◆ **Assigned task**: Reproduce exactly, from the line containing "let mut operation", every line down to the end of the data below.

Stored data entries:
:::

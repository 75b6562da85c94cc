use super::outcome::Outcome;
use super::payment::Amount;
use chrono::{DateTime, Utc};
use serde::{Deserialize, Serialize};
use std::fmt;
use uuid::Uuid;

#[derive(Debug, Serialize, Deserialize, PartialEq, Eq, Clone, Copy, Hash)]
#[serde(rename_all = "UPPERCASE")]
pub enum OperationKind {
    Auth,
    Sale,
    Capture,
    Credit,
    Annul,
}

impl OperationKind {
    /// Name the processor expects in a `ProcessRequest`.
    pub fn as_str(&self) -> &'static str {
        match self {
            OperationKind::Auth => "AUTH",
            OperationKind::Sale => "SALE",
            OperationKind::Capture => "CAPTURE",
            OperationKind::Credit => "CREDIT",
            OperationKind::Annul => "ANNUL",
        }
    }
}

impl fmt::Display for OperationKind {
    fn fmt(&self, f: &mut fmt::Formatter<'_>) -> fmt::Result {
        f.write_str(self.as_str())
    }
}

/// A monetary action taken against a registered payment.
///
/// Written once, after the remote call has resolved.
#[derive(Debug, Clone, PartialEq, Eq, Serialize, Deserialize)]
pub struct Operation {
    pub id: Uuid,
    pub payment_id: Uuid,
    /// Copied from the payment when the operation is created.
    pub transaction_id: String,
    pub operation: OperationKind,
    /// `None` means the remaining balance.
    pub amount: Option<Amount>,
    #[serde(flatten)]
    pub outcome: Outcome,
    pub created: DateTime<Utc>,
    pub modified: DateTime<Utc>,
}

impl Operation {
    pub fn new(
        payment_id: Uuid,
        transaction_id: impl Into<String>,
        operation: OperationKind,
        amount: Option<Amount>,
    ) -> Self {
        let now = Utc::now();
        Self {
            id: Uuid::new_v4(),
            payment_id,
            transaction_id: transaction_id.into(),
            operation,
            amount,
            outcome: Outcome::default(),
            created: now,
            modified: now,
        }
    }

    pub fn touch(&mut self) {
        self.modified = Utc::now();
    }
}

impl fmt::Display for Operation {
    fn fmt(&self, f: &mut fmt::Formatter<'_>) -> fmt::Result {
        match self.amount {
            Some(amount) => write!(f, "{} {} - {}", self.operation, amount, self.transaction_id),
            None => write!(f, "{}  - {}", self.operation, self.transaction_id),
        }
    }
}

#[cfg(test)]
mod tests {
    use super::*;

    #[test]
    fn test_operation_kind_serialization() {
        let json = serde_json::to_string(&OperationKind::Capture).unwrap();
        assert_eq!(json, "\"CAPTURE\"");

        let kind: OperationKind = serde_json::from_str("\"ANNUL\"").unwrap();
        assert_eq!(kind, OperationKind::Annul);
        assert_eq!(kind.to_string(), "ANNUL");
    }

    #[test]
    fn test_operation_round_trips_through_json() {
        let mut operation = Operation::new(
            Uuid::new_v4(),
            "TX1",
            OperationKind::Credit,
            Some(Amount::new(25).unwrap()),
        );
        operation.outcome = Outcome::succeeded();

        let json = serde_json::to_value(&operation).unwrap();
        assert_eq!(json["operation"], "CREDIT");
        assert_eq!(json["amount"], 25);
        assert_eq!(json["success"], true);

        let back: Operation = serde_json::from_value(json).unwrap();
        assert_eq!(back, operation);
    }
}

:::

◆ **Output of the task**:
        let mut operation = Operation::new(
            Uuid::new_v4(),
            "TX1",
            OperationKind::Credit,
            Some(Amount::new(25).unwrap()),
        );
        operation.outcome = Outcome::succeeded();

        let json = serde_json::to_value(&operation).unwrap();
        assert_eq!(json["operation"], "CREDIT");
        assert_eq!(json["amount"], 25);
        assert_eq!(json["success"], true);

        let back: Operation = serde_json::from_value(json).unwrap();
        assert_eq!(back, operation);
    }
}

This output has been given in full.